The bar has been raised. I just stepped out of the newly released beta for Crashland, an Oculus Rift demo that we heard about last month – and my heart is racing. Probably because my mind was just tricked into thinking that I was trapped on a desolate planet with giant arachnid aliens clambering for my flesh.
Crashland is an Oculus Rift FPS that requires the Razer Hydra to play. The demo puts you in the shoes of a cape-clad spacefarer who has unfortunately crash landed on a hostile planet.
You can (and should) download the Crashland demo here. Update: the download went down because of exceeded bandwidth, I’ve mirrored the download here.

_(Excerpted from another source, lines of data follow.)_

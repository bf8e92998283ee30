use termbus::{App, Config, TerminalEvent};
use tokio::io::BufReader;

async fn run_script(app: &App, script: &str) -> String {
    let mut out = Vec::new();
    app.run(BufReader::new(script.as_bytes()), &mut out)
        .await
        .expect("session");
    String::from_utf8(out).expect("utf8")
}

#[tokio::test]
async fn test_echo_writes_prompted_entry() {
    let app = App::new(&Config::default()).expect("app");
    let out = run_script(&app, "echo hello\n").await;
    assert_eq!(out, "$ echo hello\nhello\n");
    assert_eq!(app.console().history().len(), 1);
}

#[tokio::test]
async fn test_unknown_command_reports_error() {
    let app = App::new(&Config::default()).expect("app");
    let out = run_script(&app, "frobnicate\n").await;
    assert_eq!(out, "$ frobnicate\nError: unknown command: frobnicate\n");
}

#[tokio::test]
async fn test_error_response_includes_cause() {
    let app = App::new(&Config::default()).expect("app");
    let out = run_script(&app, "wait soon\n").await;
    assert!(out.starts_with("$ wait soon\nError: invalid duration `soon`: "));
}

#[tokio::test]
async fn test_busy_console_reports_dropped_line() {
    let app = App::new(&Config::default()).expect("app");
    app.console().set_external_loading(true);

    let out = run_script(&app, "echo hi\n\n").await;
    assert_eq!(out, "busy, discarded: echo hi\n");
    assert!(app.console().history().is_empty());

    app.console().set_external_loading(false);
    let out = run_script(&app, "echo hi\n").await;
    assert_eq!(out, "$ echo hi\nhi\n");
}

#[tokio::test]
async fn test_blank_lines_are_skipped() {
    let app = App::new(&Config::default()).expect("app");
    let out = run_script(&app, "\n   \necho x\n").await;
    assert_eq!(out, "$ echo x\nx\n");
}

#[tokio::test]
async fn test_clear_empties_history_silently() {
    let app = App::new(&Config::default()).expect("app");
    let out = run_script(&app, "echo a\nclear\n").await;
    assert_eq!(out, "$ echo a\na\n");
    assert!(app.console().history().is_empty());
}

#[tokio::test]
async fn test_exit_stops_reading() {
    let app = App::new(&Config::default()).expect("app");
    let out = run_script(&app, "echo one\nexit\necho two\n").await;
    assert_eq!(out, "$ echo one\none\n");
}

#[tokio::test]
async fn test_custom_prompt() {
    let mut config = Config::default();
    config.console.prompt = "cmd:~$".to_string();
    let app = App::new(&config).expect("app");
    let out = run_script(&app, "version\n").await;
    assert!(out.starts_with("cmd:~$ version\ntermbus "));
}

#[tokio::test]
async fn test_bus_events_reach_console() {
    let app = App::new(&Config::default()).expect("app");
    app.bus().emit_print("banner", "welcome");
    app.bus().publish(TerminalEvent::cast("warming up"));

    let history = app.console().history();
    assert_eq!(history.len(), 1);
    assert_eq!(history[0].response, "welcome");
    assert_eq!(app.console().loading_messages(), vec!["warming up"]);

    app.bus().emit_clear();
    assert!(app.console().history().is_empty());
}

#[tokio::test(start_paused = true)]
async fn test_wait_reports_completion() {
    let app = App::new(&Config::default()).expect("app");
    let out = run_script(&app, "wait 250\n").await;
    assert_eq!(out, "$ wait 250\nwaited 250 ms\n");
    assert!(!app.console().is_loading());
}
use std::sync::Arc;
use std::time::Duration;
use termbus_console::Console;
use termbus_core::{EventBus, TerminalEvent};
use termbus_settings::ConsoleSettings;

fn attached(bus: &EventBus) -> Arc<Console> {
    let runner = |input: String| async move {
        match input.as_str() {
            "help" => Ok(Some("commands: help".to_string())),
            "fail" => Err(anyhow::anyhow!("no such command")),
            _ => Ok(None),
        }
    };
    let console = Console::new(Arc::new(runner), ConsoleSettings::default());
    console.attach(bus).expect("attach inside runtime");
    console
}

async fn wait_for_history(console: &Console, len: usize) {
    tokio::time::timeout(Duration::from_secs(1), async {
        while console.history().len() < len || console.is_loading() {
            tokio::task::yield_now().await;
        }
    })
    .await
    .expect("command finished in time");
}

#[tokio::test]
async fn test_run_event_executes_command() {
    let bus = EventBus::new();
    let console = attached(&bus);

    assert_eq!(bus.emit_run("help"), 1);
    wait_for_history(&console, 1).await;

    let history = console.history();
    assert_eq!(history[0].cmd, "help");
    assert_eq!(history[0].response, "commands: help");
}

#[tokio::test]
async fn test_run_event_error_is_printed() {
    let bus = EventBus::new();
    let console = attached(&bus);

    bus.emit_run("fail");
    wait_for_history(&console, 1).await;
    assert_eq!(console.history()[0].response, "Error: no such command");
}

#[tokio::test]
async fn test_print_cast_clear_events() {
    let bus = EventBus::new();
    let console = attached(&bus);

    bus.emit_print("echo foo", "foo");
    bus.emit_print("", "banner");
    assert_eq!(console.history().len(), 2);

    bus.emit_cast("Fetching data");
    assert_eq!(console.loading_messages(), vec!["Fetching data"]);

    bus.emit_clear();
    assert!(console.history().is_empty());
}

#[tokio::test]
async fn test_detached_console_ignores_events() {
    let bus = EventBus::new();
    let runner = |_: String| async move { Ok::<_, anyhow::Error>(None) };
    let console = Console::new(Arc::new(runner), ConsoleSettings::default());

    let subscription = console.attach(&bus).expect("attach");
    subscription.unsubscribe();

    bus.emit_print("echo foo", "foo");
    assert!(console.history().is_empty());
    assert_eq!(bus.subscriber_count(), 0);
}

#[tokio::test]
async fn test_other_listeners_see_console_traffic() {
    let bus = EventBus::new();
    let console = attached(&bus);

    let seen = Arc::new(parking_lot::Mutex::new(Vec::new()));
    let log = seen.clone();
    bus.subscribe(move |event| log.lock().push(event.kind()));

    bus.emit_run("help");
    wait_for_history(&console, 1).await;

    assert_eq!(*seen.lock(), vec![TerminalEvent::run("help").kind()]);
}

The developer working on Crashland has a donation button on his site (you can find it at the bottom of his Crashland page) for anyone that would like to support his development:
I work on these projects for free in my spare time, but if you like the experiences I’m making and would like to prod me in the right direction here’s the button… (I’ll need a Unity Pro licence soon). Thank you!
For those without a Rift, you can catch a glimpse of the gameplay in this video:
Llyr, from Bangor, Wales, UK, who is developing the demo, notes that he is aiming for full body awareness and dynamic animation, and I must say, he’s succeeded.
After calibrating the Hydra, you find yourself wielding a pistol and an explosive spear gun (which also functions as a vital enemy scanner). Look down and you can see your body convincingly right where it should be. The cape on your back flows in the wind, the shadow really feels like it’s yours.
But don’t gander for too long; the planet is teeming with life, just not the friendly kind. Giant spiders want your flesh, and they won’t stop until they get it.
The alien beasts approach you from all around. When the first few come you won’t have much trouble. Shortly thereafter, you’ll be wishing you had a much bigger clip.
Crashland has me convinced that a deep rooted fear of spiders might be an evolutionary trait. The first few that snuck up from behind had me jumping in real life.
I’ll admit, I’ve got a slight case of arachnophobia. But holy hell… give Crashland a shot and tell me that turning around at the last minute to see one of the big ones right in your face is not terrifying.
Llyr plays with this fear by combining the scanner functionality with the spear gun — but you can only use one at a time. Whenever the scanner is not on, you feel incredibly vulnerable. Who would have thought that giant space spiders could be so quiet?
The thing that amazes me is that this isn’t even a horror game.
The dynamic animation that Llyr mentions is what powers the alien spider death animations. The system does a great job: enemies squirm convincingly as you blast them apart. It’s never perfectly clear if you’ve done enough damage to actually kill them (like real spiders), and you’ll likely end up unloading a clip into one as fast as you can screaming “just die, just die!”
Llyr has something special here. I can’t wait to see more. Multiplayer support might give us a fighting chance against these horrifying foes.